Une commune seule n’aurait jamais pu assumer le coût. Ensemble, elles accèdent à une IA utile, pertinente, sans s’endetter.
L’IA comme levier d’égalité territoriale
L’enjeu est clair : éviter que l’IA n’aggrave les fractures existantes.
Car paradoxalement, ce sont souvent les territoires fragiles — zones de montagne, communes isolées, territoires d’outre-mer — qui auraient le plus besoin d’outils d’aide à la décision, de prédiction des risques, de détection des besoins.
L’Association des maires ruraux de France le répète : l’accès aux innovations numériques ne doit pas dépendre du code postal. Et mutualiser, c’est aussi donner du pouvoir d’agir à ceux qui en sont trop souvent privés.
Et si on créait des “Maisons de l’IA territoriale” ?
Imaginons un lieu où les agents, les élus, les citoyens viennent :
- tester des outils IA,
- formuler leurs besoins,
- consulter des experts,
- échanger des bonnes pratiques.
Un tiers-lieu intercommunal de la donnée et de l’intelligence collective, connecté aux universités, aux incubateurs locaux, aux collectivités pilotes. Une fablab public pour l’IA territoriale.
Cette dynamique pourrait être portée par des structures comme le CNFPT ou des syndicats mixtes d’aménagement numérique.
Conclusion : coopérer pour éviter l’exclusion technologique
L’IA ne doit pas être le privilège de quelques-uns. Si elle devient l’apanage des métropoles, elle échouera à réduire les inégalités et niera sa promesse publique.
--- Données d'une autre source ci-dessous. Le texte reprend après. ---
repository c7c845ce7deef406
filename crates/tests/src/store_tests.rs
use std::sync::Arc;
use std::time::Duration;

use bson::oid::ObjectId;
use sitedesk_db::models::{NotificationKind, UserRole};
use sitedesk_services::notify::{ChangeEvent, NotificationRepo, NotificationStore};
use tokio::time::{sleep, timeout};

use crate::fixtures::{self, memory::MemoryRepo};

const WINDOW: usize = 50;

fn store_with(repo: &Arc<MemoryRepo>, window: usize) -> NotificationStore {
    let repo: Arc<MemoryRepo> = repo.clone();
    NotificationStore::new(repo, window)
}

/// Blocks until the store signals a change or the deadline passes.
async fn wait_for_change(store: &NotificationStore) {
    let mut changes = store.watch_changes();
    let _ = timeout(Duration::from_secs(1), changes.changed()).await;
}

#[tokio::test]
async fn activation_loads_the_recent_window() {
    let admin_id = ObjectId::new();
    let repo = Arc::new(MemoryRepo::new());
    repo.seed(vec![
        fixtures::notification(admin_id, 1_000, true),
        fixtures::notification(admin_id, 2_000, false),
        fixtures::notification(admin_id, 3_000, false),
        // Another recipient's row never leaks in.
        fixtures::notification(ObjectId::new(), 4_000, false),
    ]);

    let store = store_with(&repo, WINDOW);
    store.activate(admin_id, UserRole::Admin).await.unwrap();

    let feed = store.feed();
    assert_eq!(feed.notifications.len(), 3);
    assert_eq!(feed.unread_count, 2);
    assert!(!feed.is_loading);
    let times: Vec<i64> = feed
        .notifications
        .iter()
        .map(|n| n.created_at.timestamp_millis())
        .collect();
    assert_eq!(times, vec![3_000, 2_000, 1_000]);
    assert_eq!(store.active_recipient(), Some(admin_id));
}

#[tokio::test]
async fn non_admin_activation_is_a_noop() {
    let user_id = ObjectId::new();
    let repo = Arc::new(MemoryRepo::new());
    repo.seed(vec![fixtures::notification(user_id, 1_000, false)]);

    let store = store_with(&repo, WINDOW);
    store.activate(user_id, UserRole::Member).await.unwrap();

    assert_eq!(store.active_recipient(), None);
    assert!(store.feed().notifications.is_empty());
    assert_eq!(repo.hub().subscriber_count(&user_id), 0);
}

#[tokio::test]
async fn insert_racing_the_initial_fetch_is_merged() {
    let admin_id = ObjectId::new();
    let repo = Arc::new(MemoryRepo::new());
    repo.seed(vec![
        fixtures::notification(admin_id, 1_000, false),
        fixtures::notification(admin_id, 2_000, false),
        fixtures::notification(admin_id, 3_000, false),
    ]);
    let gate = repo.gate_fetches();

    let store = Arc::new(store_with(&repo, WINDOW));
    let activation = {
        let store = store.clone();
        tokio::spawn(async move { store.activate(admin_id, UserRole::Admin).await })
    };

    // Let activation subscribe and park inside the gated fetch.
    sleep(Duration::from_millis(20)).await;
    assert_eq!(repo.hub().subscriber_count(&admin_id), 1);

    // A write lands while the bulk fetch is still in flight. The event
    // reaches the consumer now; the row is also in the fetch result.
    let racing = fixtures::notification(admin_id, 4_000, false);
    repo.insert(racing.clone()).await.unwrap();
    sleep(Duration::from_millis(20)).await;

    gate.notify_one();
    activation.await.unwrap().unwrap();

    let feed = store.feed();
    assert_eq!(feed.notifications.len(), 4);
    assert_eq!(feed.notifications[0].id, racing.id);
    let ids: Vec<_> = feed.notifications.iter().map(|n| n.id).collect();
    let mut deduped = ids.clone();
    deduped.dedup();
    assert_eq!(ids, deduped);
}

#[tokio::test]
async fn live_insert_updates_the_feed() {
    let admin_id = ObjectId::new();
    let repo = Arc::new(MemoryRepo::new());

    let store = store_with(&repo, WINDOW);
    store.activate(admin_id, UserRole::Admin).await.unwrap();

    let mut changes = store.watch_changes();
    repo.insert(fixtures::notification(admin_id, 5_000, false))
        .await
        .unwrap();
    let _ = timeout(Duration::from_secs(1), changes.changed()).await;

    let feed = store.feed();
    assert_eq!(feed.notifications.len(), 1);
    assert_eq!(feed.unread_count, 1);
    store.deactivate();
}

#[tokio::test]
async fn duplicate_event_delivery_is_deduplicated() {
    let admin_id = ObjectId::new();
    let repo = Arc::new(MemoryRepo::new());

    let store = store_with(&repo, WINDOW);
    store.activate(admin_id, UserRole::Admin).await.unwrap();

    let row = fixtures::notification(admin_id, 5_000, false);
    repo.hub()
        .publish(admin_id, ChangeEvent::Inserted(row.clone()));
    repo.hub()
        .publish(admin_id, ChangeEvent::Inserted(row.clone()));
    wait_for_change(&store).await;
    sleep(Duration::from_millis(20)).await;

    assert_eq!(store.feed().notifications.len(), 1);
    store.deactivate();
}

#[tokio::test]
async fn update_for_an_unfetched_row_is_kept() {
    let admin_id = ObjectId::new();
    let repo = Arc::new(MemoryRepo::new());

    let store = store_with(&repo, WINDOW);
    store.activate(admin_id, UserRole::Admin).await.unwrap();

    let mut row = fixtures::notification(admin_id, 5_000, false);
    row.is_read = true;
    repo.hub().publish(admin_id, ChangeEvent::Updated(row));
    wait_for_change(&store).await;

    let feed = store.feed();
    assert_eq!(feed.notifications.len(), 1);
    assert_eq!(feed.unread_count, 0);
    store.deactivate();
}

#[tokio::test]
async fn window_is_enforced_on_live_inserts() {
    let admin_id = ObjectId::new();
    let repo = Arc::new(MemoryRepo::new());

    let store = store_with(&repo, 3);
    store.activate(admin_id, UserRole::Admin).await.unwrap();

    for i in 0..5 {
        repo.insert(fixtures::notification(admin_id, 1_000 + i, false))
            .await
            .unwrap();
    }
    sleep(Duration::from_millis(50)).await;

    let feed = store.feed();
    assert_eq!(feed.notifications.len(), 3);
    assert_eq!(feed.notifications[0].created_at.timestamp_millis(), 1_004);
    store.deactivate();
}

#[tokio::test]
async fn mark_as_read_is_optimistic_and_idempotent() {
    let admin_id = ObjectId::new();
    let repo = Arc::new(MemoryRepo::new());
    let row = fixtures::notification(admin_id, 1_000, false);
    let id = row.id.unwrap();
    repo.seed(vec![row]);

    let store = store_with(&repo, WINDOW);
    store.activate(admin_id, UserRole::Admin).await.unwrap();

    store.mark_as_read(id).await.unwrap();
    assert_eq!(store.unread_count(), 0);
    assert!(repo.stored()[0].is_read);

    // Second call is a no-op, locally and against the store.
    store.mark_as_read(id).await.unwrap();
    assert_eq!(store.unread_count(), 0);
    store.deactivate();
}

#[tokio::test]
async fn mark_as_read_failure_keeps_optimistic_state() {
    let admin_id = ObjectId::new();
    let repo = Arc::new(MemoryRepo::new());
    let row = fixtures::notification(admin_id, 1_000, false);
    let id = row.id.unwrap();
    repo.seed(vec![row]);

    let store = store_with(&repo, WINDOW);
    store.activate(admin_id, UserRole::Admin).await.unwrap();

    repo.set_fail_writes(true);
    assert!(store.mark_as_read(id).await.is_err());

    // Local state stays flipped; the persistent row does not.
    assert_eq!(store.unread_count(), 0);
    assert!(!repo.stored()[0].is_read);
    store.deactivate();
}

#[tokio::test]
async fn mark_all_as_read_clears_the_feed() {
    let admin_id = ObjectId::new();
    let repo = Arc::new(MemoryRepo::new());
    repo.seed(vec![
        fixtures::notification(admin_id, 1_000, false),
        fixtures::notification(admin_id, 2_000, false),
        fixtures::notification(admin_id, 3_000, true),
    ]);

    let store = store_with(&repo, WINDOW);
    store.activate(admin_id, UserRole::Admin).await.unwrap();

    store.mark_all_as_read().await.unwrap();
    assert_eq!(store.unread_count(), 0);
    assert!(repo.stored().iter().all(|n| n.is_read));
    store.deactivate();
}

#[tokio::test]
async fn mark_all_read_fans_out_the_committed_rows() {
    let admin_id = ObjectId::new();
    let repo = Arc::new(MemoryRepo::new());
    repo.seed(vec![
        fixtures::notification(admin_id, 1_000, false),
        fixtures::notification(admin_id, 2_000, false),
    ]);

    let mut subscription = repo.hub().subscribe(admin_id);
    let modified = repo.mark_all_read(admin_id).await.unwrap();
    assert_eq!(modified, 2);

    // Every fanned-out row matches what the store actually committed.
    let stored = repo.stored();
    for _ in 0..2 {
        let event = subscription.recv().await.unwrap();
        let row = event.row();
        assert!(row.is_read);
        let committed = stored.iter().find(|n| n.id == row.id).unwrap();
        assert!(committed.is_read);
        assert_eq!(committed.updated_at, row.updated_at);
    }
}

#[tokio::test]
async fn reactivation_tears_down_the_previous_session() {
    let first = ObjectId::new();
    let second = ObjectId::new();
    let repo = Arc::new(MemoryRepo::new());
    repo.seed(vec![fixtures::notification(second, 1_000, false)]);

    let store = store_with(&repo, WINDOW);
    store.activate(first, UserRole::Admin).await.unwrap();
    store.activate(second, UserRole::Admin).await.unwrap();
    sleep(Duration::from_millis(20)).await;

    // The first session's subscription died with its consumer task.
    assert_eq!(repo.hub().subscriber_count(&first), 0);
    assert_eq!(repo.hub().subscriber_count(&second), 1);

    // A write for the old recipient never reaches the feed.
    repo.insert(fixtures::notification(first, 9_000, false))
        .await
        .unwrap();
    sleep(Duration::from_millis(20)).await;

    let feed = store.feed();
    assert_eq!(store.active_recipient(), Some(second));
    assert_eq!(feed.notifications.len(), 1);
    assert_eq!(feed.notifications[0].recipient_id, second);
    store.deactivate();
}

#[tokio::test]
async fn deactivation_clears_state_and_subscription() {
    let admin_id = ObjectId::new();
    let repo = Arc::new(MemoryRepo::new());
    repo.seed(vec![fixtures::notification(admin_id, 1_000, false)]);

    let store = store_with(&repo, WINDOW);
    store.activate(admin_id, UserRole::Admin).await.unwrap();
    store.deactivate();
    sleep(Duration::from_millis(20)).await;

    assert_eq!(store.active_recipient(), None);
    assert!(store.feed().notifications.is_empty());
    assert_eq!(repo.hub().subscriber_count(&admin_id), 0);
}

#[tokio::test]
async fn manual_fetch_replaces_local_state() {
    let admin_id = ObjectId::new();
    let repo = Arc::new(MemoryRepo::new());

    let store = store_with(&repo, WINDOW);
    store.activate(admin_id, UserRole::Admin).await.unwrap();
    assert!(store.feed().notifications.is_empty());

    // Simulate rows that arrived without events, then refetch.
    repo.seed(vec![
        fixtures::notification(admin_id, 1_000, false),
        fixtures::notification(admin_id, 2_000, false),
    ]);
    store.fetch().await.unwrap();

    let feed = store.feed();
    assert_eq!(feed.notifications.len(), 2);
    assert_eq!(feed.notifications[0].kind, NotificationKind::ExpenseAdded);
    store.deactivate();
}
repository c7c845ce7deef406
use bson::oid::ObjectId;
use dashmap::DashMap;
use sitedesk_db::models::Notification;
use tokio::sync::broadcast;

pub use tokio::sync::broadcast::error::RecvError;

const CHANNEL_CAPACITY: usize = 256;

/// A row-level change event, carrying the post-change row.
#[derive(Debug, Clone)]
pub enum ChangeEvent {
    Inserted(Notification),
    Updated(Notification),
}

impl ChangeEvent {
    pub fn row(&self) -> &Notification {
        match self {
            Self::Inserted(row) | Self::Updated(row) => row,
        }
    }
}

/// In-process fan-out of notification change events, keyed by recipient.
/// Each recipient can have multiple live subscribers (multiple tabs or
/// devices); within one recipient's stream events are delivered in
/// commit order because publishers send after the store write returns.
pub struct ChangeHub {
    channels: DashMap<ObjectId, broadcast::Sender<ChangeEvent>>,
}

impl ChangeHub {
    pub fn new() -> Self {
        Self {
            channels: DashMap::new(),
        }
    }

    pub fn subscribe(&self, recipient_id: ObjectId) -> Subscription {
        let rx = self
            .channels
            .entry(recipient_id)
            .or_insert_with(|| broadcast::channel(CHANNEL_CAPACITY).0)
            .subscribe();
        Subscription { recipient_id, rx }
    }

    pub fn publish(&self, recipient_id: ObjectId, event: ChangeEvent) {
        let dead = match self.channels.get(&recipient_id) {
            Some(tx) => tx.send(event).is_err(),
            None => return,
        };
        if dead {
            // Last subscriber went away; prune the channel.
            self.channels
                .remove_if(&recipient_id, |_, tx| tx.receiver_count() == 0);
        }
    }

    pub fn subscriber_count(&self, recipient_id: &ObjectId) -> usize {
        self.channels
            .get(recipient_id)
            .map(|tx| tx.receiver_count())
            .unwrap_or(0)
    }
}

impl Default for ChangeHub {
    fn default() -> Self {
        Self::new()
    }
}

/// A live change-event stream scoped to one recipient. Dropping the
/// guard ends the stream, so subscription lifetime is bound to whoever
/// owns it and released on every exit path.
pub struct Subscription {
    recipient_id: ObjectId,
    rx: broadcast::Receiver<ChangeEvent>,
}

impl Subscription {
    pub fn recipient_id(&self) -> ObjectId {
        self.recipient_id
    }

    pub async fn recv(&mut self) -> Result<ChangeEvent, RecvError> {
        self.rx.recv().await
    }
}
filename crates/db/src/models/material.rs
use bson::{DateTime, oid::ObjectId};
use serde::{Deserialize, Serialize};

#[derive(Debug, Clone, Serialize, Deserialize)]
pub struct Material {
    #[serde(rename = "_id", skip_serializing_if = "Option::is_none")]
    pub id: Option<ObjectId>,
    pub project_id: ObjectId,
    pub name: String,
    pub quantity: f64,
    pub unit: String,
    pub created_at: DateTime,
    pub updated_at: DateTime,
}

impl Material {
    pub const COLLECTION: &'static str = "materials";
}
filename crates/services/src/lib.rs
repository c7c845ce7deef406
pub mod auth;
pub mod dao;
pub mod notify;

pub use auth::AuthService;
pub use dao::*;
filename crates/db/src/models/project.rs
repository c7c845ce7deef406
use bson::{DateTime, oid::ObjectId};
use serde::{Deserialize, Serialize};

#[derive(Debug, Clone, Serialize, Deserialize)]
pub struct Project {
    #[serde(rename = "_id", skip_serializing_if = "Option::is_none")]
    pub id: Option<ObjectId>,
    pub name: String,
    /// Owning admin: the sole addressee of this project's notifications.
    pub admin_id: Option<ObjectId>,
    pub address: Option<String>,
    pub created_at: DateTime,
    pub updated_at: DateTime,
    pub deleted_at: Option<DateTime>,
}

impl Project {
    pub const COLLECTION: &'static str = "projects";
}
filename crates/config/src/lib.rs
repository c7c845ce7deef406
pub mod settings;

pub use settings::*;
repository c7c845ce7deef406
use mongodb::{Client, Database, options::ClientOptions};
use sitedesk_config::Settings;
use tracing::info;

pub async fn connect(settings: &Settings) -> Result<Database, mongodb::error::Error> {
    let mut client_options = ClientOptions::parse(&settings.database.url).await?;

    if let Some(max_pool) = settings.database.max_pool_size {
        client_options.max_pool_size = Some(max_pool);
    }
    if let Some(min_pool) = settings.database.min_pool_size {
        client_options.min_pool_size = Some(min_pool);
    }

    let client = Client::with_options(client_options)?;

    // Verify connection
    client
        .database("admin")
        .run_command(bson::doc! { "ping": 1 })
        .await?;

    info!(db = %settings.database.name, "Connected to MongoDB");

    Ok(client.database(&settings.database.name))
}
Mutualiser, ce n’est pas seulement partager des coûts. C’est fabriquer ensemble des outils adaptés, respectueux des contextes, utiles pour la transition écologique, sociale et démocratique.
Et si, finalement, ce n’étaient pas les villes les plus riches, mais les territoires les plus solidaires, qui ouvraient la voie à une IA vraiment publique ?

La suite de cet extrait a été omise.